WHAT IS NEEDED. Search the entries for the word "based" and copy each line that has it.

AVAILABLE RECORDS.

========================

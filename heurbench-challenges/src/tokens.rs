//! Whitespace tokenizer shared by the instance parsers.
//!
//! Instance files wrap long tables across physical lines at arbitrary points, so the
//! parsers read a flat token stream and accumulate values until a declared count is met.
use crate::ParseError;

pub struct Tokens<'a> {
    tokens: Vec<&'a str>,
    consumed: usize,
}

impl<'a> Tokens<'a> {
    pub fn new(text: &'a str) -> Self {
        Self {
            tokens: text.split_whitespace().collect(),
            consumed: 0,
        }
    }

    /// Number of tokens handed out so far.
    pub fn consumed(&self) -> usize {
        self.consumed
    }

    /// Number of tokens not yet handed out.
    pub fn remaining(&self) -> usize {
        self.tokens.len() - self.consumed
    }

    pub fn is_exhausted(&self) -> bool {
        self.remaining() == 0
    }

    pub fn peek(&self) -> Option<&'a str> {
        self.tokens.get(self.consumed).copied()
    }

    /// Fails unless at least `count` tokens are left. Tables sized from a declared count
    /// go through this before anything is allocated for them.
    pub fn require(&self, count: usize, context: &str) -> Result<(), ParseError> {
        if count > self.remaining() {
            return Err(ParseError::MissingTokens {
                context: context.to_string(),
                expected: count,
                found: self.remaining(),
            });
        }
        Ok(())
    }

    pub fn next_token(&mut self, context: &str) -> Result<&'a str, ParseError> {
        self.require(1, context)?;
        let token = self.tokens[self.consumed];
        self.consumed += 1;
        Ok(token)
    }

    pub fn next_f64(&mut self, context: &str) -> Result<f64, ParseError> {
        let token = self.next_token(context)?;
        parse_f64(token, context)
    }

    pub fn next_usize(&mut self, context: &str) -> Result<usize, ParseError> {
        let token = self.next_token(context)?;
        parse_usize(token, context)
    }

    /// Reads exactly `count` numbers, however many lines they span.
    pub fn take_f64s(&mut self, count: usize, context: &str) -> Result<Vec<f64>, ParseError> {
        self.take(count, context)?
            .iter()
            .map(|token| parse_f64(token, context))
            .collect()
    }

    pub fn take_usizes(&mut self, count: usize, context: &str) -> Result<Vec<usize>, ParseError> {
        self.take(count, context)?
            .iter()
            .map(|token| parse_usize(token, context))
            .collect()
    }

    fn take(&mut self, count: usize, context: &str) -> Result<&[&'a str], ParseError> {
        self.require(count, context)?;
        let start = self.consumed;
        self.consumed += count;
        Ok(&self.tokens[start..self.consumed])
    }
}

pub fn parse_f64(token: &str, context: &str) -> Result<f64, ParseError> {
    match token.parse::<f64>() {
        Ok(value) if value.is_finite() => Ok(value),
        _ => Err(ParseError::InvalidToken {
            context: context.to_string(),
            token: token.to_string(),
        }),
    }
}

/// Counts and ids occasionally appear as `12.0`; any integral, non-negative value is accepted.
pub fn parse_usize(token: &str, context: &str) -> Result<usize, ParseError> {
    if let Ok(value) = token.parse::<usize>() {
        return Ok(value);
    }
    match token.parse::<f64>() {
        Ok(value) if value.is_finite() && value >= 0.0 && value.fract() == 0.0 => {
            Ok(value as usize)
        }
        _ => Err(ParseError::InvalidToken {
            context: context.to_string(),
            token: token.to_string(),
        }),
    }
}

/// Lines that carry at least one token, trimmed.
pub fn non_blank_lines(text: &str) -> Vec<&str> {
    text.lines()
        .map(str::trim)
        .filter(|line| !line.is_empty())
        .collect()
}
use anyhow::{anyhow, Context, Result};
use serde::{Deserialize, Serialize};
use serde_json::{to_string, to_string_pretty, to_value, Map, Value};
use std::{fs, io::Read};

pub fn dejsonify<'a, T>(json_str: &'a str) -> serde_json::Result<T>
where
    T: Deserialize<'a>,
{
    serde_json::from_str::<T>(json_str)
}

/// Serialises `obj` with object keys sorted at every depth.
pub fn jsonify<T>(obj: &T) -> serde_json::Result<String>
where
    T: Serialize,
{
    to_string(&jsonify_internal(&to_value(obj)?))
}

pub fn jsonify_pretty<T>(obj: &T) -> serde_json::Result<String>
where
    T: Serialize,
{
    to_string_pretty(&jsonify_internal(&to_value(obj)?))
}

pub fn jsonify_internal(json_value: &Value) -> Value {
    match json_value {
        Value::Object(obj) => {
            let mut sorted_map = Map::new();
            let mut keys: Vec<&String> = obj.keys().collect();
            keys.sort();
            for key in keys {
                if let Some(value) = obj.get(key) {
                    sorted_map.insert(key.clone(), jsonify_internal(value));
                }
            }
            Value::Object(sorted_map)
        }
        Value::Array(values) => Value::Array(values.iter().map(jsonify_internal).collect()),
        _ => json_value.clone(),
    }
}

/// Resolves a command line JSON argument: `-` reads stdin, a `.json` suffix reads
/// the file, anything else is taken as inline JSON.
pub fn read_json_arg(arg: &str) -> Result<String> {
    if arg == "-" {
        let mut buffer = String::new();
        std::io::stdin()
            .read_to_string(&mut buffer)
            .context("Failed to read json from stdin")?;
        Ok(buffer)
    } else if arg.ends_with(".json") {
        fs::read_to_string(arg).with_context(|| format!("Failed to read json file: {}", arg))
    } else {
        Ok(arg.to_string())
    }
}

pub fn load_json_arg<T>(arg: &str) -> Result<T>
where
    T: for<'de> Deserialize<'de>,
{
    let json = read_json_arg(arg)?;
    dejsonify::<T>(&json).map_err(|e| anyhow!("Failed to parse json: {}", e))
}
use heurbench_challenges::geometry::{
    cyclic_length, distance, interval_overlap, mst_length, path_length, Rect,
};

#[test]
fn test_lengths() {
    let square = [(0.0, 0.0), (0.0, 1.0), (1.0, 1.0), (1.0, 0.0)];
    assert_eq!(distance((0.0, 0.0), (3.0, 4.0)), 5.0);
    assert_eq!(path_length(&square, &[0, 1, 2, 3]), 3.0);
    assert_eq!(cyclic_length(&square, &[0, 1, 2, 3]), 4.0);
    assert_eq!(cyclic_length(&square, &[2]), 0.0);
    assert_eq!(mst_length(&square), 3.0);
    assert_eq!(mst_length(&square[..1]), 0.0);
}

#[test]
fn test_rect_overlap_and_containment() {
    let outer = Rect {
        min: (0.0, 0.0),
        max: (4.0, 4.0),
    };
    let inner = Rect {
        min: (1.0, 1.0),
        max: (3.0, 4.0000001),
    };
    assert_eq!(outer.area(), 16.0);
    assert!(outer.contains(&inner, 1e-6));
    assert!(!inner.contains(&outer, 1e-6));
    assert_eq!(outer.overlap_area(&inner), 2.0 * 3.0);
    assert_eq!(interval_overlap(0.0, 1.0, 1.0, 2.0), 0.0);
    assert_eq!(interval_overlap(0.0, 2.0, 1.0, 5.0), 1.0);
}
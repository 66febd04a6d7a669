use crate::{
    geometry::{distance, Point, Rect},
    tokens::{non_blank_lines, parse_f64, parse_usize, Tokens},
    Case, ConstraintViolation, ParseError, ProblemDomain, ProblemInstance, Sense, EPS,
};
use serde::{Deserialize, Serialize};
use serde_json::{json, Value};
use std::time::Duration;

/// Position reserved for items left out of the container.
pub const UNPACKED: Point = (-1.0, -1.0);

#[derive(Serialize, Deserialize, Debug, Clone, Copy, PartialEq, Eq)]
#[serde(rename_all = "snake_case")]
pub enum PackingObjective {
    /// Number of packed items.
    Count,
    /// Total area of packed items.
    Area,
}

/// Rectangles and squares packed into a circle, scored by count or by area.
#[derive(Debug, Clone, Copy)]
pub struct PackingCircle {
    objective: PackingObjective,
}

impl PackingCircle {
    pub fn count() -> Self {
        Self {
            objective: PackingObjective::Count,
        }
    }

    pub fn area() -> Self {
        Self {
            objective: PackingObjective::Area,
        }
    }
}

impl ProblemDomain for PackingCircle {
    fn name(&self) -> &'static str {
        match self.objective {
            PackingObjective::Count => "packing_circle",
            PackingObjective::Area => "packing_circle_area",
        }
    }

    fn sense(&self) -> Sense {
        Sense::Maximize
    }

    fn signature(&self) -> &'static [&'static str] {
        &["n", "radius", "items", "allow_rotation"]
    }

    fn timeout(&self) -> Duration {
        Duration::from_secs(60)
    }

    fn parse(&self, text: &str) -> Result<Vec<Case>, ParseError> {
        Ok(parse_instances(text, self.objective)?
            .into_iter()
            .map(|instance| Box::new(instance) as Case)
            .collect())
    }
}

#[derive(Serialize, Deserialize, Debug, Clone, Copy, PartialEq)]
pub struct Item {
    pub length: f64,
    pub width: f64,
}

impl Item {
    pub fn area(&self) -> f64 {
        self.length * self.width
    }
}

#[derive(Serialize, Deserialize, Debug, Clone)]
pub struct Solution {
    /// One `(x, y, theta_degrees)` per item; centre coordinates.
    pub placements: Vec<(f64, f64, f64)>,
}

impl_solution_from_value!(Solution);

#[derive(Serialize, Deserialize, Debug, Clone, PartialEq)]
pub struct Instance {
    pub radius: f64,
    pub items: Vec<Item>,
    pub allow_rotation: bool,
    pub objective: PackingObjective,
}

impl Instance {
    pub fn evaluate_packing(&self, solution: &Solution) -> Result<f64, ConstraintViolation> {
        if solution.placements.len() != self.items.len() {
            return Err(ConstraintViolation::malformed(format!(
                "expected {} placements, got {}",
                self.items.len(),
                solution.placements.len()
            )));
        }

        let mut packed: Vec<(usize, Rect)> = Vec::new();
        for (idx, (item, &(x, y, theta))) in self.items.iter().zip(&solution.placements).enumerate()
        {
            if distance((x, y), UNPACKED) <= EPS {
                if theta.abs() > EPS {
                    return Err(ConstraintViolation::OrientationNotAllowed {
                        entity: format!("item {}", idx),
                        detail: format!("unpacked item carries rotation {}", theta),
                    });
                }
                continue;
            }
            let is_zero = theta.abs() <= EPS;
            let is_quarter = (theta - 90.0).abs() <= EPS;
            if !(is_zero || (self.allow_rotation && is_quarter)) {
                return Err(ConstraintViolation::OrientationNotAllowed {
                    entity: format!("item {}", idx),
                    detail: format!(
                        "rotation {} (allowed: {})",
                        theta,
                        if self.allow_rotation { "0 or 90" } else { "0" }
                    ),
                });
            }
            let corners = rotated_corners(item, (x, y), theta);
            if let Some(corner) = corners
                .iter()
                .find(|&&corner| distance(corner, (0.0, 0.0)) > self.radius + EPS)
            {
                return Err(ConstraintViolation::OutOfBounds {
                    entity: format!("item {}", idx),
                    detail: format!(
                        "corner ({}, {}) lies outside the circle of radius {}",
                        corner.0, corner.1, self.radius
                    ),
                });
            }
            packed.push((idx, bounding_box(&corners)));
        }

        for (a, &(first, first_box)) in packed.iter().enumerate() {
            for &(second, second_box) in &packed[a + 1..] {
                let amount = first_box.overlap_area(&second_box);
                if amount > EPS {
                    return Err(ConstraintViolation::Overlap {
                        first,
                        second,
                        amount,
                    });
                }
            }
        }

        Ok(match self.objective {
            PackingObjective::Count => packed.len() as f64,
            PackingObjective::Area => packed.iter().map(|&(idx, _)| self.items[idx].area()).sum(),
        })
    }
}

fn rotated_corners(item: &Item, centre: Point, theta_degrees: f64) -> [Point; 4] {
    let (sin, cos) = theta_degrees.to_radians().sin_cos();
    let (hl, hw) = (item.length / 2.0, item.width / 2.0);
    [(-hl, -hw), (hl, -hw), (hl, hw), (-hl, hw)].map(|(dx, dy)| {
        (
            centre.0 + dx * cos - dy * sin,
            centre.1 + dx * sin + dy * cos,
        )
    })
}

fn bounding_box(corners: &[Point; 4]) -> Rect {
    let mut rect = Rect {
        min: corners[0],
        max: corners[0],
    };
    for &(x, y) in &corners[1..] {
        rect.min = (rect.min.0.min(x), rect.min.1.min(y));
        rect.max = (rect.max.0.max(x), rect.max.1.max(y));
    }
    rect
}

impl ProblemInstance for Instance {
    fn arguments(&self) -> Vec<Value> {
        vec![
            json!(self.items.len()),
            json!(self.radius),
            json!(self.items),
            json!(self.allow_rotation),
        ]
    }

    fn verify(&self, output: &Value) -> Result<f64, ConstraintViolation> {
        let solution = Solution::try_from(output)?;
        self.evaluate_packing(&solution)
    }
}

/// Header `n R [allow_rotation]`, then `n` lines `[id] length width`.
pub fn parse_instances(
    text: &str,
    objective: PackingObjective,
) -> Result<Vec<Instance>, ParseError> {
    let lines = non_blank_lines(text);
    let header = lines.first().ok_or_else(|| ParseError::MissingTokens {
        context: "header".to_string(),
        expected: 2,
        found: 0,
    })?;
    let mut tokens = Tokens::new(header);
    let num_items = tokens.next_usize("number of items")?;
    let radius = tokens.next_f64("circle radius")?;
    let allow_rotation = match tokens.peek() {
        Some(flag) => parse_usize(flag, "rotation flag")? != 0,
        None => false,
    };
    if radius <= 0.0 {
        return Err(ParseError::Invalid {
            context: "circle radius".to_string(),
            reason: format!("radius must be positive, got {}", radius),
        });
    }
    if lines.len() - 1 < num_items {
        return Err(ParseError::MissingTokens {
            context: "item lines".to_string(),
            expected: num_items,
            found: lines.len() - 1,
        });
    }

    let items = lines[1..=num_items]
        .iter()
        .enumerate()
        .map(|(idx, line)| {
            let context = format!("item {}", idx + 1);
            let values: Vec<&str> = line.split_whitespace().collect();
            let (length, width) = match values.as_slice() {
                [length, width] | [_, length, width] => {
                    (parse_f64(length, &context)?, parse_f64(width, &context)?)
                }
                _ => {
                    return Err(ParseError::Invalid {
                        context,
                        reason: format!("expected '[id] length width', got '{}'", line),
                    })
                }
            };
            Ok(Item { length, width })
        })
        .collect::<Result<Vec<Item>, ParseError>>()?;

    Ok(vec![Instance {
        radius,
        items,
        allow_rotation,
        objective,
    }])
}
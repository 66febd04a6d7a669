use crate::{
    geometry::{cyclic_length, Point},
    tokens::{non_blank_lines, parse_f64, parse_usize},
    ConstraintViolation, ParseError, ProblemInstance, Sense,
};
use serde::{Deserialize, Serialize};
use serde_json::{json, Value};
use std::collections::HashSet;

impl_problem_domain! {
    TravellingSalesman {
        name: "travelling_salesman",
        sense: Sense::Minimize,
        signature: ["nodes"],
        timeout_secs: 60,
    }
}

#[derive(Serialize, Deserialize, Debug, Clone)]
pub struct Solution {
    pub tour: Vec<usize>,
}

impl_solution_from_value!(Solution);

#[derive(Serialize, Deserialize, Debug, Clone, PartialEq)]
pub struct Instance {
    pub nodes: Vec<Point>,
    /// 0-based reference tour shipped with the instance, without the closing node.
    pub reference_tour: Option<Vec<usize>>,
}

impl Instance {
    pub fn evaluate_tour_length(&self, solution: &Solution) -> Result<f64, ConstraintViolation> {
        let num_nodes = self.nodes.len();
        if solution.tour.len() != num_nodes {
            return Err(ConstraintViolation::TourLength {
                expected: num_nodes,
                actual: solution.tour.len(),
            });
        }
        let mut visited = HashSet::with_capacity(num_nodes);
        for &node in &solution.tour {
            if node >= num_nodes {
                return Err(ConstraintViolation::InvalidNode { node, num_nodes });
            }
            if !visited.insert(node) {
                return Err(ConstraintViolation::DuplicateNode { node });
            }
        }
        Ok(cyclic_length(&self.nodes, &solution.tour))
    }
}

impl ProblemInstance for Instance {
    fn arguments(&self) -> Vec<Value> {
        vec![json!(self.nodes)]
    }

    fn verify(&self, output: &Value) -> Result<f64, ConstraintViolation> {
        let solution = Solution::try_from(output)?;
        self.evaluate_tour_length(&solution)
    }

    fn reference_objective(&self) -> Option<f64> {
        self.reference_tour
            .as_ref()
            .map(|tour| cyclic_length(&self.nodes, tour))
    }
}

type Matcher = fn(&str) -> Result<Vec<Instance>, ParseError>;

/// Tries each known layout in turn; the first that parses cleanly wins.
pub fn parse_instances(text: &str) -> Result<Vec<Instance>, ParseError> {
    let matchers: [(&str, Matcher); 2] = [
        ("tsplib", parse_tsplib),
        ("coordinate lines", parse_coordinate_lines),
    ];
    let mut reasons = Vec::new();
    for (name, matcher) in matchers {
        match matcher(text) {
            Ok(instances) => return Ok(instances),
            Err(e) => reasons.push(format!("{}: {}", name, e)),
        }
    }
    Err(ParseError::UnknownFormat {
        reason: reasons.join("; "),
    })
}

/// TSPLIB `NODE_COORD_SECTION` layout holding a single instance.
pub fn parse_tsplib(text: &str) -> Result<Vec<Instance>, ParseError> {
    let lines = non_blank_lines(text);
    let section = lines
        .iter()
        .position(|line| line.starts_with("NODE_COORD_SECTION"))
        .ok_or_else(|| ParseError::Invalid {
            context: "tsplib".to_string(),
            reason: "no NODE_COORD_SECTION".to_string(),
        })?;

    let mut dimension = None;
    for line in &lines[..section] {
        if let Some((key, value)) = line.split_once(':') {
            if key.trim() == "DIMENSION" {
                dimension = Some(parse_usize(value.trim(), "DIMENSION")?);
            }
        } else if let Some(value) = line.strip_prefix("DIMENSION") {
            dimension = Some(parse_usize(value.trim(), "DIMENSION")?);
        }
    }

    let mut nodes = Vec::new();
    for line in &lines[section + 1..] {
        if *line == "EOF" {
            break;
        }
        let tokens: Vec<&str> = line.split_whitespace().collect();
        if tokens.len() != 3 {
            // next keyword section
            if tokens[0].chars().all(|c| c.is_ascii_uppercase() || c == '_') {
                break;
            }
            return Err(ParseError::Invalid {
                context: "NODE_COORD_SECTION".to_string(),
                reason: format!("expected 'id x y', got '{}'", line),
            });
        }
        let context = format!("node {}", nodes.len() + 1);
        nodes.push((parse_f64(tokens[1], &context)?, parse_f64(tokens[2], &context)?));
    }

    if let Some(dimension) = dimension {
        if dimension != nodes.len() {
            return Err(ParseError::MissingTokens {
                context: "NODE_COORD_SECTION".to_string(),
                expected: dimension,
                found: nodes.len(),
            });
        }
    }
    if nodes.is_empty() {
        return Err(ParseError::Invalid {
            context: "NODE_COORD_SECTION".to_string(),
            reason: "no nodes".to_string(),
        });
    }
    Ok(vec![Instance {
        nodes,
        reference_tour: None,
    }])
}

/// One instance per line: `x1 y1 x2 y2 ... [output t1 t2 ... tn t1]`, tour 1-based.
pub fn parse_coordinate_lines(text: &str) -> Result<Vec<Instance>, ParseError> {
    let lines = non_blank_lines(text);
    if lines.is_empty() {
        return Err(ParseError::Invalid {
            context: "coordinate lines".to_string(),
            reason: "no instances".to_string(),
        });
    }
    lines
        .iter()
        .enumerate()
        .map(|(idx, line)| parse_coordinate_line(line, &format!("line {}", idx + 1)))
        .collect()
}

fn parse_coordinate_line(line: &str, context: &str) -> Result<Instance, ParseError> {
    let tokens: Vec<&str> = line.split_whitespace().collect();
    let (coordinates, tour) = match tokens.iter().position(|&t| t == "output") {
        Some(idx) => (&tokens[..idx], Some(&tokens[idx + 1..])),
        None => (&tokens[..], None),
    };
    if coordinates.is_empty() || coordinates.len() % 2 != 0 {
        return Err(ParseError::Invalid {
            context: context.to_string(),
            reason: format!("odd or empty coordinate list ({} values)", coordinates.len()),
        });
    }
    let nodes = coordinates
        .chunks(2)
        .map(|xy| Ok((parse_f64(xy[0], context)?, parse_f64(xy[1], context)?)))
        .collect::<Result<Vec<Point>, ParseError>>()?;

    let reference_tour = match tour {
        Some(tour) => Some(parse_reference_tour(tour, nodes.len(), context)?),
        None => None,
    };
    Ok(Instance {
        nodes,
        reference_tour,
    })
}

fn parse_reference_tour(
    tokens: &[&str],
    num_nodes: usize,
    context: &str,
) -> Result<Vec<usize>, ParseError> {
    let mut tour = tokens
        .iter()
        .map(|t| parse_usize(t, context))
        .collect::<Result<Vec<usize>, ParseError>>()?;
    if tour.len() == num_nodes + 1 && tour.first() == tour.last() {
        tour.pop();
    }
    if tour.len() != num_nodes {
        return Err(ParseError::MissingTokens {
            context: format!("{} reference tour", context),
            expected: num_nodes,
            found: tour.len(),
        });
    }
    let mut seen = HashSet::with_capacity(num_nodes);
    for node in tour.iter_mut() {
        if *node == 0 || *node > num_nodes || !seen.insert(*node) {
            return Err(ParseError::Invalid {
                context: format!("{} reference tour", context),
                reason: format!("node {} is out of range or repeated", node),
            });
        }
        *node -= 1;
    }
    Ok(tour)
}
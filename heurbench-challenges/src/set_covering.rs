use crate::{
    tokens::{non_blank_lines, Tokens},
    ConstraintViolation, ParseError, ProblemInstance, Sense,
};
use serde::{Deserialize, Serialize};
use serde_json::{json, Value};

impl_problem_domain! {
    SetCovering {
        name: "set_covering",
        sense: Sense::Minimize,
        signature: ["m", "n", "costs", "row_cover"],
        timeout_secs: 60,
    }
}

#[derive(Serialize, Deserialize, Debug, Clone)]
pub struct Solution {
    /// 1-based column ids.
    pub selected_columns: Vec<usize>,
}

impl_solution_from_value!(Solution);

#[derive(Serialize, Deserialize, Debug, Clone, PartialEq)]
pub struct Instance {
    pub num_rows: usize,
    pub num_columns: usize,
    pub costs: Vec<f64>,
    /// For each row, the 1-based columns that cover it.
    pub row_cover: Vec<Vec<usize>>,
}

impl Instance {
    pub fn evaluate_total_cost(&self, solution: &Solution) -> Result<f64, ConstraintViolation> {
        let mut selected = vec![false; self.num_columns + 1];
        for &column in &solution.selected_columns {
            if column == 0 || column > self.num_columns {
                return Err(ConstraintViolation::OutOfBounds {
                    entity: format!("column {}", column),
                    detail: format!("valid columns are 1..={}", self.num_columns),
                });
            }
            if selected[column] {
                return Err(ConstraintViolation::malformed(format!(
                    "column {} selected more than once",
                    column
                )));
            }
            selected[column] = true;
        }
        if let Some(row) = self
            .row_cover
            .iter()
            .position(|columns| !columns.iter().any(|&c| selected[c]))
        {
            return Err(ConstraintViolation::Uncovered { row: row + 1 });
        }
        Ok(solution
            .selected_columns
            .iter()
            .map(|&c| self.costs[c - 1])
            .sum())
    }
}

impl ProblemInstance for Instance {
    fn arguments(&self) -> Vec<Value> {
        vec![
            json!(self.num_rows),
            json!(self.num_columns),
            json!(self.costs),
            json!(self.row_cover),
        ]
    }

    fn verify(&self, output: &Value) -> Result<f64, ConstraintViolation> {
        let solution = Solution::try_from(output)?;
        self.evaluate_total_cost(&solution)
    }
}

type Matcher = fn(&str) -> Result<Instance, ParseError>;

/// Detects which of the three table encodings the text uses and parses it.
pub fn parse_instances(text: &str) -> Result<Vec<Instance>, ParseError> {
    let matchers: [(&str, Matcher); 3] = [
        ("sparse by column", parse_by_column),
        ("sparse by row", parse_by_row),
        ("unit cost by row", parse_unit_cost_by_row),
    ];
    let mut reasons = Vec::new();
    for (name, matcher) in matchers {
        match matcher(text) {
            Ok(instance) => return Ok(vec![instance]),
            Err(e) => reasons.push(format!("{}: {}", name, e)),
        }
    }
    Err(ParseError::UnknownFormat {
        reason: reasons.join("; "),
    })
}

/// `m n` header line, then one line per column: `cost k row_1 .. row_k`.
pub fn parse_by_column(text: &str) -> Result<Instance, ParseError> {
    let lines = non_blank_lines(text);
    let header = lines.first().ok_or_else(|| ParseError::MissingTokens {
        context: "header".to_string(),
        expected: 2,
        found: 0,
    })?;
    let mut tokens = Tokens::new(header);
    let (num_rows, num_columns) = read_header(&mut tokens)?;
    if !tokens.is_exhausted() {
        return Err(invalid("header", "expected exactly 'm n'"));
    }
    if lines.len() - 1 != num_columns {
        return Err(invalid(
            "column lines",
            &format!("expected {} lines, found {}", num_columns, lines.len() - 1),
        ));
    }

    let mut costs = Vec::new();
    let mut columns = Vec::new();
    for (j, line) in lines[1..].iter().enumerate() {
        let context = format!("column {}", j + 1);
        let mut tokens = Tokens::new(line);
        costs.push(tokens.next_f64(&context)?);
        let count = tokens.next_usize(&context)?;
        let rows = tokens.take_usizes(count, &context)?;
        if let Some(&row) = rows.iter().find(|&&r| r == 0 || r > num_rows) {
            return Err(invalid(&context, &format!("row {} out of range", row)));
        }
        if !tokens.is_exhausted() {
            return Err(invalid(&context, "trailing tokens"));
        }
        columns.push(rows);
    }
    check_declared(
        "rows",
        num_rows,
        columns.iter().map(Vec::len).sum(),
    )?;

    let mut row_cover = vec![Vec::new(); num_rows];
    for (j, rows) in columns.iter().enumerate() {
        for &row in rows {
            row_cover[row - 1].push(j + 1);
        }
    }
    Ok(Instance {
        num_rows,
        num_columns,
        costs,
        row_cover,
    })
}

/// `m n`, `n` column costs, then per row `k col_1 .. col_k`, wrapping freely.
pub fn parse_by_row(text: &str) -> Result<Instance, ParseError> {
    let mut tokens = Tokens::new(text);
    let (num_rows, num_columns) = read_header(&mut tokens)?;
    let costs = tokens.take_f64s(num_columns, "column costs")?;
    let row_cover = read_rows(&mut tokens, num_rows, num_columns)?;
    Ok(Instance {
        num_rows,
        num_columns,
        costs,
        row_cover,
    })
}

/// `m n`, then per row `k col_1 .. col_k`; every column costs 1.
pub fn parse_unit_cost_by_row(text: &str) -> Result<Instance, ParseError> {
    let mut tokens = Tokens::new(text);
    let (num_rows, num_columns) = read_header(&mut tokens)?;
    let row_cover = read_rows(&mut tokens, num_rows, num_columns)?;
    check_declared(
        "columns",
        num_columns,
        row_cover.iter().map(Vec::len).sum(),
    )?;
    Ok(Instance {
        num_rows,
        num_columns,
        costs: vec![1.0; num_columns],
        row_cover,
    })
}

fn read_header(tokens: &mut Tokens) -> Result<(usize, usize), ParseError> {
    Ok((
        tokens.next_usize("number of rows")?,
        tokens.next_usize("number of columns")?,
    ))
}

fn read_rows(
    tokens: &mut Tokens,
    num_rows: usize,
    num_columns: usize,
) -> Result<Vec<Vec<usize>>, ParseError> {
    let mut row_cover = Vec::new();
    for i in 0..num_rows {
        let context = format!("row {}", i + 1);
        let count = tokens.next_usize(&context)?;
        let columns = tokens.take_usizes(count, &context)?;
        if let Some(&column) = columns.iter().find(|&&c| c == 0 || c > num_columns) {
            return Err(invalid(&context, &format!("column {} out of range", column)));
        }
        row_cover.push(columns);
    }
    if !tokens.is_exhausted() {
        return Err(invalid(
            "row records",
            &format!("trailing tokens after {} tokens", tokens.consumed()),
        ));
    }
    Ok(row_cover)
}

/// A declared row or column count may not exceed the number of entries the text lists.
fn check_declared(what: &str, declared: usize, entries: usize) -> Result<(), ParseError> {
    if declared > entries {
        return Err(invalid(
            &format!("number of {}", what),
            &format!("declares {} {} but lists only {} entries", declared, what, entries),
        ));
    }
    Ok(())
}

fn invalid(context: &str, reason: &str) -> ParseError {
    ParseError::Invalid {
        context: context.to_string(),
        reason: reason.to_string(),
    }
}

========================

SOLVED PROBLEM.
    /// 0-based reference tour shipped with the instance, without the closing node.
/// One instance per line: `x1 y1 x2 y2 ... [output t1 t2 ... tn t1]`, tour 1-based.
    /// 1-based column ids.
    /// For each row, the 1-based columns that cover it.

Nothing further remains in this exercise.